**Task prompt**. Could you print out every entry, character for character?

^^^^^^^^

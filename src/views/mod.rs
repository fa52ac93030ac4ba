//! 服务端页面渲染
//!
//! 使用 rust-embed 嵌入 `templates/` 与 `static/`：
//! - 页面模板通过 `{{KEY}}` 占位符替换生成
//! - 所有用户提供的文本都经过 HTML 转义
//! - 页面统一套用 `layout.html`，闪现消息在渲染时取出并清除

mod pages;

pub use pages::*;

use actix_web::{HttpRequest, HttpResponse, http::StatusCode};
use rust_embed::Embed;

use crate::config::AppConfig;
use crate::errors::{EduStreamError, Result};
use crate::models::SessionContext;
use crate::utils::Flash;

/// 嵌入页面模板
#[derive(Embed)]
#[folder = "templates/"]
struct Templates;

/// 嵌入静态资源（CSS/JS）
#[derive(Embed)]
#[folder = "static/"]
pub struct StaticAssets;

/// HTML 转义
pub fn escape_html(input: &str) -> String {
    let mut out = String::with_capacity(input.len());
    for c in input.chars() {
        match c {
            '&' => out.push_str("&amp;"),
            '<' => out.push_str("&lt;"),
            '>' => out.push_str("&gt;"),
            '"' => out.push_str("&quot;"),
            '\'' => out.push_str("&#x27;"),
            // 防止用户文本被当作占位符替换
            '{' => out.push_str("&#123;"),
            '}' => out.push_str("&#125;"),
            _ => out.push(c),
        }
    }
    out
}

/// 读取嵌入模板
fn template(name: &str) -> Result<String> {
    Templates::get(name)
        .map(|f| String::from_utf8_lossy(&f.data).into_owned())
        .ok_or_else(|| EduStreamError::file_operation(format!("Template {name} not embedded")))
}

/// 替换 `{{KEY}}` 占位符，值需由调用方事先转义
fn fill(template: &str, values: &[(&str, &str)]) -> String {
    values.iter().fold(template.to_string(), |acc, (key, value)| {
        acc.replace(&format!("{{{{{key}}}}}"), value)
    })
}

/// 渲染指定模板
pub(crate) fn render(name: &str, values: &[(&str, &str)]) -> Result<String> {
    Ok(fill(&template(name)?, values))
}

/// 套用公共布局
pub fn render_layout(
    title: &str,
    session: Option<&SessionContext>,
    flash: Option<&str>,
    content: &str,
) -> Result<String> {
    let system_name = escape_html(&AppConfig::get().app.system_name);
    let nav = match session {
        Some(s) => format!(
            r#"<a href="{}">Dashboard</a><a href="/schedule">Schedule</a><span class="nav-user">{} ({})</span><a href="/logout">Logout</a>"#,
            s.dashboard_path(),
            escape_html(&s.username),
            s.role
        ),
        None => String::new(),
    };
    let flash_html = flash
        .map(|msg| {
            format!(
                r#"<div class="flash" role="alert">{}<button class="flash-close" aria-label="Dismiss">&times;</button></div>"#,
                escape_html(msg)
            )
        })
        .unwrap_or_default();

    render(
        "layout.html",
        &[
            ("TITLE", &escape_html(title)),
            ("SYSTEM_NAME", &system_name),
            ("NAV", &nav),
            ("FLASH", &flash_html),
            ("CONTENT", content),
        ],
    )
}

/// 渲染完整页面并清除已展示的闪现消息
pub fn page_response(
    req: &HttpRequest,
    title: &str,
    session: Option<&SessionContext>,
    content: &str,
) -> Result<HttpResponse> {
    let flash = Flash::from_request(req);
    let html = render_layout(title, session, flash.as_deref(), content)?;

    let mut response = HttpResponse::Ok();
    response.content_type("text/html; charset=utf-8");
    if req.cookie(crate::utils::session::FLASH_COOKIE).is_some() {
        response.cookie(Flash::create_empty_cookie());
    }
    Ok(response.body(html))
}

/// 错误页面，模板缺失时退回纯文本
pub fn error_page(status: StatusCode, message: &str) -> String {
    let content = render(
        "error.html",
        &[
            ("STATUS", status.as_str()),
            (
                "REASON",
                &escape_html(status.canonical_reason().unwrap_or("Error")),
            ),
            ("MESSAGE", &escape_html(message)),
        ],
    )
    .unwrap_or_else(|_| escape_html(message));

    render_layout(status.as_str(), None, None, &content).unwrap_or(content)
}
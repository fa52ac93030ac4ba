use actix_web::{HttpRequest, HttpResponse, Result as ActixResult};

use crate::models::SessionContext;
use crate::policy::{Requirement, authorize, class_resource};
use crate::utils::redirect_with_flash;
use crate::views;

use super::MaterialService;

pub async fn handle_list_materials(
    service: &MaterialService,
    session: &SessionContext,
    class_id: i64,
    request: &HttpRequest,
) -> ActixResult<HttpResponse> {
    let storage = service.get_storage(request);
    let class = crate::services::load_class(&storage, class_id).await?;

    let resource = class_resource(&storage, session, &class).await?;
    if !authorize(session, Some(&resource), &Requirement::OwnsOrEnrolled).is_allowed() {
        crate::services::log_denied(session, "materials", class_id);
        return Ok(redirect_with_flash(
            "/",
            "You are not authorized to access these materials!",
        ));
    }

    let materials = storage.list_materials_by_class(class_id).await?;
    // 只有授课教师可以上传
    let can_upload = authorize(session, Some(&resource), &Requirement::Owns).is_allowed();

    let content = views::materials_page(&class, &materials, can_upload)?;
    Ok(views::page_response(
        request,
        &format!("Materials - {}", class.title),
        Some(session),
        &content,
    )?)
}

^^^^^^^^

**Exercise solution**.
filename src/views/mod.rs
repository fa52ac93030ac4ba
//! 服务端页面渲染
//!
//! 使用 rust-embed 嵌入 `templates/` 与 `static/`：
//! - 页面模板通过 `{{KEY}}` 占位符替换生成
//! - 所有用户提供的文本都经过 HTML 转义
//! - 页面统一套用 `layout.html`，闪现消息在渲染时取出并清除

mod pages;

pub use pages::*;

use actix_web::{HttpRequest, HttpResponse, http::StatusCode};
use rust_embed::Embed;

use crate::config::AppConfig;
use crate::errors::{EduStreamError, Result};
use crate::models::SessionContext;
use crate::utils::Flash;

/// 嵌入页面模板
#[derive(Embed)]
#[folder = "templates/"]
struct Templates;

/// 嵌入静态资源（CSS/JS）
#[derive(Embed)]
#[folder = "static/"]
pub struct StaticAssets;

/// HTML 转义
pub fn escape_html(input: &str) -> String {
    let mut out = String::with_capacity(input.len());
    for c in input.chars() {
        match c {
            '&' => out.push_str("&amp;"),
            '<' => out.push_str("&lt;"),
            '>' => out.push_str("&gt;"),
            '"' => out.push_str("&quot;"),
            '\'' => out.push_str("&#x27;"),
            // 防止用户文本被当作占位符替换
            '{' => out.push_str("&#123;"),
            '}' => out.push_str("&#125;"),
            _ => out.push(c),
        }
    }
    out
}

/// 读取嵌入模板
fn template(name: &str) -> Result<String> {
    Templates::get(name)
        .map(|f| String::from_utf8_lossy(&f.data).into_owned())
        .ok_or_else(|| EduStreamError::file_operation(format!("Template {name} not embedded")))
}

/// 替换 `{{KEY}}` 占位符，值需由调用方事先转义
fn fill(template: &str, values: &[(&str, &str)]) -> String {
    values.iter().fold(template.to_string(), |acc, (key, value)| {
        acc.replace(&format!("{{{{{key}}}}}"), value)
    })
}

/// 渲染指定模板
pub(crate) fn render(name: &str, values: &[(&str, &str)]) -> Result<String> {
    Ok(fill(&template(name)?, values))
}

/// 套用公共布局
pub fn render_layout(
    title: &str,
    session: Option<&SessionContext>,
    flash: Option<&str>,
    content: &str,
) -> Result<String> {
    let system_name = escape_html(&AppConfig::get().app.system_name);
    let nav = match session {
        Some(s) => format!(
            r#"<a href="{}">Dashboard</a><a href="/schedule">Schedule</a><span class="nav-user">{} ({})</span><a href="/logout">Logout</a>"#,
            s.dashboard_path(),
            escape_html(&s.username),
            s.role
        ),
        None => String::new(),
    };
    let flash_html = flash
        .map(|msg| {
            format!(
                r#"<div class="flash" role="alert">{}<button class="flash-close" aria-label="Dismiss">&times;</button></div>"#,
                escape_html(msg)
            )
        })
        .unwrap_or_default();

    render(
        "layout.html",
        &[
            ("TITLE", &escape_html(title)),
            ("SYSTEM_NAME", &system_name),
            ("NAV", &nav),
            ("FLASH", &flash_html),
            ("CONTENT", content),
        ],
    )
}

/// 渲染完整页面并清除已展示的闪现消息
pub fn page_response(
    req: &HttpRequest,
    title: &str,
    session: Option<&SessionContext>,
    content: &str,
) -> Result<HttpResponse> {
    let flash = Flash::from_request(req);
    let html = render_layout(title, session, flash.as_deref(), content)?;

    let mut response = HttpResponse::Ok();
    response.content_type("text/html; charset=utf-8");
    if req.cookie(crate::utils::session::FLASH_COOKIE).is_some() {
        response.cookie(Flash::create_empty_cookie());
    }
    Ok(response.body(html))
}

/// 错误页面，模板缺失时退回纯文本
pub fn error_page(status: StatusCode, message: &str) -> String {
    let content = render(
        "error.html",
        &[
            ("STATUS", status.as_str()),
            (
                "REASON",
                &escape_html(status.canonical_reason().unwrap_or("Error")),
            ),
            ("MESSAGE", &escape_html(message)),
        ],
    )
    .unwrap_or_else(|_| escape_html(message));

    render_layout(status.as_str(), None, None, &content).unwrap_or(content)
}
repository fa52ac93030ac4ba
use actix_web::{HttpRequest, HttpResponse, Result as ActixResult};

use crate::models::SessionContext;
use crate::policy::{Requirement, authorize, class_resource};
use crate::utils::redirect_with_flash;
use crate::views;

use super::MaterialService;

pub async fn handle_list_materials(
    service: &MaterialService,
    session: &SessionContext,
    class_id: i64,
    request: &HttpRequest,
) -> ActixResult<HttpResponse> {
    let storage = service.get_storage(request);
    let class = crate::services::load_class(&storage, class_id).await?;

    let resource = class_resource(&storage, session, &class).await?;
    if !authorize(session, Some(&resource), &Requirement::OwnsOrEnrolled).is_allowed() {
        crate::services::log_denied(session, "materials", class_id);
        return Ok(redirect_with_flash(
            "/",
            "You are not authorized to access these materials!",
        ));
    }

    let materials = storage.list_materials_by_class(class_id).await?;
    // 只有授课教师可以上传
    let can_upload = authorize(session, Some(&resource), &Requirement::Owns).is_allowed();

    let content = views::materials_page(&class, &materials, can_upload)?;
    Ok(views::page_response(
        request,
        &format!("Materials - {}", class.title),
        Some(session),
        &content,
    )?)
}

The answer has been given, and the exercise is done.